J’ai examiné avec attention et sang-froid les discours qui ont été prononcés dans la séance d’hier par les orateurs qui ont défendu l’amendement de M. le ministre de l’intérieur ; j’ai pesé attentivement tous les inconvénients qu’ils ont signalés et pour lesquels, selon eux, l’exception mentionnée dans l’amendement serait nécessaire ; je vais les examiner à la lumière d’un principe très clair et que M. le ministre a posé lui-même comme étant son critérium dans l’application. Ce principe est celui-ci : toutes les fois que l’emploi de l’exception proposée ferait injure au conseil et devrait exciter son mécontentement, toutes les fois qu’il en résulterait de l’opposition et de la discorde, la nomination du bourgmestre en dehors du conseil ne pourrait avoir lieu sans que le remède ne fût cent fois pire que le mal qu’on voulait prévenir.

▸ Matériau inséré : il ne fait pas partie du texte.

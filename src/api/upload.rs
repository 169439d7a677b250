//! File upload endpoint.
//!
//! Stores the file sent in the `archivo` multipart field under the upload
//! directory, named after the client's original filename. A later upload
//! with the same name replaces the earlier file.

use axum::{
    extract::{Multipart, State},
    Json,
};
use tracing::info;
use utoipa::ToSchema;

use super::handlers::AppState;
use crate::error::{ApiError, Result};
use crate::models::{MessageResponse, UploadResponse};

/// Name of the multipart field carrying the file
pub const UPLOAD_FIELD: &str = "archivo";

/// Largest accepted request body for uploads
pub const MAX_UPLOAD_BYTES: usize = 25 * 1024 * 1024;

/// Multipart form accepted by the upload endpoint.
#[derive(ToSchema)]
#[allow(dead_code)]
pub struct UploadForm {
    #[schema(value_type = String, format = Binary)]
    archivo: Vec<u8>,
}

/// Reduces a client-supplied filename to its last path component.
///
/// Returns `None` when nothing usable remains.
pub fn stored_name(original: &str) -> Option<String> {
    let name = original.rsplit(['/', '\\']).next()?.trim();
    match name {
        "" | "." | ".." => None,
        name => Some(name.to_string()),
    }
}

/// Handler for POST /upload
#[utoipa::path(
    post,
    path = "/upload",
    request_body(content = UploadForm, content_type = "multipart/form-data"),
    responses(
        (status = 200, description = "File stored", body = UploadResponse),
        (status = 400, description = "No usable file field", body = MessageResponse),
        (status = 500, description = "File could not be written", body = MessageResponse)
    ),
    tag = "files",
    operation_id = "uploadFile"
)]
pub async fn upload_file(
    State(state): State<AppState>,
    mut multipart: Multipart,
) -> Result<Json<UploadResponse>> {
    while let Some(field) = multipart.next_field().await? {
        if field.name() != Some(UPLOAD_FIELD) {
            continue;
        }

        let filename = field
            .file_name()
            .and_then(stored_name)
            .ok_or_else(|| ApiError::BadRequest("Uploaded file has no usable name".to_string()))?;
        let bytes = field.bytes().await?;

        tokio::fs::create_dir_all(state.upload_dir.as_path()).await?;
        let target = state.upload_dir.join(&filename);
        tokio::fs::write(&target, &bytes).await?;

        info!(path = %target.display(), size = bytes.len(), "Stored upload");
        return Ok(Json(UploadResponse::new(filename)));
    }

    Err(ApiError::BadRequest(format!(
        "Missing file field '{}'",
        UPLOAD_FIELD
    )))
}
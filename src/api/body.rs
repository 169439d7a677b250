//! Student request bodies.
//!
//! Create and update accept the same fields as JSON, as an urlencoded form
//! or as text fields of a multipart form. The parser is picked from the
//! `Content-Type` header; a body with any other type carries no fields.

use std::collections::HashMap;

use axum::{
    extract::{FromRequest, Multipart, Request},
    http::header::CONTENT_TYPE,
    Form, Json,
};
use serde_json::{Map, Value};

use crate::error::ApiError;
use crate::models::StudentPayload;

/// Body formats understood by [`StudentBody`]
#[derive(Debug, Clone, Copy, PartialEq, Eq)]
pub enum BodyFormat {
    Json,
    UrlEncoded,
    Multipart,
    Empty,
}

impl BodyFormat {
    /// Picks the format from a `Content-Type` header value.
    pub fn from_content_type(content_type: Option<&str>) -> Self {
        let Some(content_type) = content_type else {
            return BodyFormat::Empty;
        };
        let mime = content_type
            .split(';')
            .next()
            .unwrap_or_default()
            .trim()
            .to_ascii_lowercase();

        if mime == "application/json" || mime.ends_with("+json") {
            BodyFormat::Json
        } else if mime == "application/x-www-form-urlencoded" {
            BodyFormat::UrlEncoded
        } else if mime == "multipart/form-data" {
            BodyFormat::Multipart
        } else {
            BodyFormat::Empty
        }
    }
}

/// Student fields extracted from the request body.
///
/// Only a body that cannot be parsed in its declared format is rejected
/// (400); everything else is handed to the store as-is.
pub struct StudentBody(pub StudentPayload);

impl<S> FromRequest<S> for StudentBody
where
    S: Send + Sync,
{
    type Rejection = ApiError;

    async fn from_request(req: Request, state: &S) -> Result<Self, Self::Rejection> {
        let content_type = req
            .headers()
            .get(CONTENT_TYPE)
            .and_then(|value| value.to_str().ok());

        let fields = match BodyFormat::from_content_type(content_type) {
            BodyFormat::Json => {
                let Json(value) = Json::<Value>::from_request(req, state).await?;
                value
            }
            BodyFormat::UrlEncoded => {
                let Form(pairs) = Form::<HashMap<String, String>>::from_request(req, state).await?;
                Value::Object(
                    pairs
                        .into_iter()
                        .map(|(name, value)| (name, Value::String(value)))
                        .collect(),
                )
            }
            BodyFormat::Multipart => {
                let multipart = Multipart::from_request(req, state).await?;
                multipart_fields(multipart).await?
            }
            BodyFormat::Empty => Value::Object(Map::new()),
        };

        let payload = StudentPayload::from_fields(fields)
            .map_err(|err| ApiError::BadRequest(err.to_string()))?;
        Ok(StudentBody(payload))
    }
}

/// Collects the text fields of a multipart form. File parts are skipped.
async fn multipart_fields(mut multipart: Multipart) -> Result<Value, ApiError> {
    let mut fields = Map::new();
    while let Some(field) = multipart.next_field().await? {
        if field.file_name().is_some() {
            continue;
        }
        let Some(name) = field.name().map(str::to_string) else {
            continue;
        };
        let text = field.text().await?;
        fields.insert(name, Value::String(text));
    }
    Ok(Value::Object(fields))
}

M. le ministre lui-même a émis hier le même principe ; voici ses paroles : « Si la nomination d’un bourgmestre hors du sein du conseil pouvait amener des divisions dans le conseil, ou une résistance de sa part, le gouvernement étant le premier intéressé à ce que l’administration communale marche régulièrement, n’introduirait pas dans le conseil ce germe de dissension. »

Cependant, après avoir passé en revue dans les discours des orateurs favorables à l’amendement les différents inconvénients auxquels cet amendement remédierait selon eux, je n’ai pu découvrir ni deviner que deux cas, deux seuls cas, pour lesquels le choix en dehors du conseil ne serait peut-être pas cause d’une opposition, des discordes, et de l’anarchie dans la commune.

Ces deux cas sont : en premier lieu, celui où tous les conseillers refuseraient d’être bourgmestre, et en deuxième lieu, celui où le conseil serait lui-même le premier à réclamer l’emploi de l’exception ; je pense que M. le ministre n’a formulé que ces deux inconvénients.

Hors ces deux cas, messieurs, il m’est impossible d’en deviner un qui n’exciterait pas la discorde dans le conseil, et pour lesquels donc il serait impossible d’appliquer la mesure proposée par M. le ministre de l’intérieur.

Voyons les autres inconvénients signalés par un orateur favorable à l’amendement. L’honorable comte F. de Mérode s’exprime ainsi :

« Or, cette tyrannie (la tyrannie domestique) triomphera souvent dans les communes, parce que souvent dans les communes, il existe des divisions entre les habitants, et le parti le plus intrigant et le plus adroit l’emportera sur des hommes moins actifs et plus paisibles. Si le gouvernement a quelque latitude à l’égard des nominations des bourgmestres, il pourra en plus d’une occasion rétablir l’équilibre. »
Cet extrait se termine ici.